V. 6: „Indem ich eben das mit Zuversicht holte“, fährt er fort, „daß der, welcher in euch das gute Werk angefangen hat, es vollenden wird bis auf den Tag Jesu Christi.“

 

3.

 

Siehe, wie er sie auch lehrt, bescheiden zu sein! Er hat ihnen nämlich ein großartiges Zeugnis ausgestellt. Um sie nun vor menschlicher Eitelkeit zu bewahren, leitet er sie sofort an, das Vergangene sowohl als das Zukünftige auf Christum zurückzubeziehen. — Wie? Er sagt nämlich nicht: Indem ich hoffe, daß ihr, wie ihr angefangen, so auch vollenden werdet, sondern was? „…daß der, welcher in euch das gute Werk angefangen hat, es vollenden wird.“ Er will ihnen einerseits nicht das Verdienst der Tugendhaftigkeit rauben — denn er sagt: „Ich freue mich wegen eurer Teilnahme“, offenbar, weil sie die Tugend übten —, andrerseits sie belehren, daß ihre guten Werke nicht ihnen allein, sondern vorzugsweise Gott zuzuschreiben seien; „ich hoffe zuversichtlich,“ schreibt er, „daß der, welcher in euch das gute Werk angefangen hat, es vollenden wird bis auf den Tag Jesu Christi“, nämlich — Gott. Nicht (bloß) bezüglich eurer (Person) aber, will er sagen, hege ich diese Überzeugung, sondern auch be-* *züglich der von euch ausgehenden (Werke)[47]. Denn auch das ist kein geringes Lob, daß Gott in jemand wirke.
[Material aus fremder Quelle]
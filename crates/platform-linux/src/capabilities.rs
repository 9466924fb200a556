//! Capability detection and guidance for Linux.
//!
//! Linux has no screen-recording permission prompt; what capture needs
//! instead is an X11 session and the external tools the engine drives.

use std::process::{Command, Stdio};

use obscap_platform_core::DisplayServer;

use crate::display::detect_display_server;

/// A system capability that obscap may need.
#[derive(Debug, Clone)]
pub struct Capability {
    pub name: String,
    pub description: String,
    pub available: bool,
    pub required: bool,
    pub fix_instructions: Option<String>,
}

/// Check all capabilities and report status.
pub fn check_capabilities() -> Vec<Capability> {
    vec![
        check_x11_session(),
        check_ffmpeg(),
        check_xrandr(),
    ]
}

/// Whether every required capability is available.
pub fn all_required_available(capabilities: &[Capability]) -> bool {
    capabilities
        .iter()
        .filter(|c| c.required)
        .all(|c| c.available)
}

/// Whether `program` can be spawned and exits successfully with `arg`.
pub fn command_succeeds(program: &str, arg: &str) -> bool {
    Command::new(program)
        .arg(arg)
        .stdout(Stdio::null())
        .stderr(Stdio::null())
        .status()
        .map(|status| status.success())
        .unwrap_or(false)
}

/// Check for an X11 (or XWayland) display to grab from.
fn check_x11_session() -> Capability {
    let server = detect_display_server();
    let has_x_display = std::env::var("DISPLAY").is_ok();

    let fix_instructions = match (server, has_x_display) {
        (_, true) => None,
        (DisplayServer::Wayland, false) => {
            Some("Enable XWayland or log into an X11 session".to_string())
        }
        _ => Some(
            "Ensure you are running a graphical desktop session with DISPLAY set".to_string(),
        ),
    };

    Capability {
        name: "X11 Display".to_string(),
        description: "X11 display server for x11grab screen capture".to_string(),
        available: has_x_display,
        required: true,
        fix_instructions,
    }
}

/// Check the ffmpeg binary used as the capture engine.
fn check_ffmpeg() -> Capability {
    let available = command_succeeds("ffmpeg", "-version");

    Capability {
        name: "FFmpeg".to_string(),
        description: "FFmpeg binary that performs capture and encoding".to_string(),
        available,
        required: true,
        fix_instructions: if !available {
            Some("Install FFmpeg: sudo apt install ffmpeg".to_string())
        } else {
            None
        },
    }
}

/// Check xrandr for monitor enumeration.
fn check_xrandr() -> Capability {
    let available = command_succeeds("xrandr", "--version");

    Capability {
        name: "xrandr".to_string(),
        description: "Monitor enumeration (falls back to a single default display)".to_string(),
        available,
        required: false,
        fix_instructions: if !available {
            Some("Install xrandr: sudo apt install x11-xserver-utils".to_string())
        } else {
            None
        },
    }
}

/// Print a user-friendly capability report.
pub fn print_capability_report(capabilities: &[Capability]) {
    println!("obscap System Capabilities:");
    println!("{}", "-".repeat(60));

    for cap in capabilities {
        let status = if cap.available {
            "[OK]"
        } else if cap.required {
            "[MISSING - REQUIRED]"
        } else {
            "[MISSING - OPTIONAL]"
        };

        println!("  {} {}: {}", status, cap.name, cap.description);

        if let Some(ref fix) = cap.fix_instructions {
            println!("    Fix: {fix}");
        }
    }
}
Wenn nämlich Gott kein Ansehen der Person kennt, wie er es auch tatsächlich nicht kennt, sondern im Hinblick auf die Willensrichtung uns bei der Verrichtung guter Werke beisteht, so hängt es offenbar von uns ab, seine Hilfe zu gewinnen. Also auch in dieser Hinsicht beraubte Paulus die Philipper nicht des verdienten Lobes. Denn wenn Gott schlecht- und einfachhin wirkte, dann müßte er notwendigerweise auch in den Heiden, überhaupt in allen Menschen wirksam sein, wenn er uns nämlich wie Holz und Stein in Bewegung setzte, ohne von unserer Seite eine Mitwirkung zu verlangen. Wenn daher Paulus sagt: „Gott wird es vollenden“, so gereicht auch dieser Ausdruck ihnen wieder zum Lobe, weil sie bestrebt waren, Gottes Gnade zu gewinnen, um mit ihrer Hilfe sich über die Gebrechlichkeit der menschlichen Natur zu erheben. Anders ausgedrückt liegt das Lob darin: Eure guten Werke sind derart, daß sie nicht mehr in der Kraft des natürlichen Menschen liegen, sondern daß Gott den Ausschlag geben muß. Wenn aber Gott es vollenden wird, so wird auch die Anstrengung nicht groß sein, sondern ihr dürft zuversichtlich hoffen, daß euch alles leicht von statten gehen wird, da ja er euch seinen Beistand gibt.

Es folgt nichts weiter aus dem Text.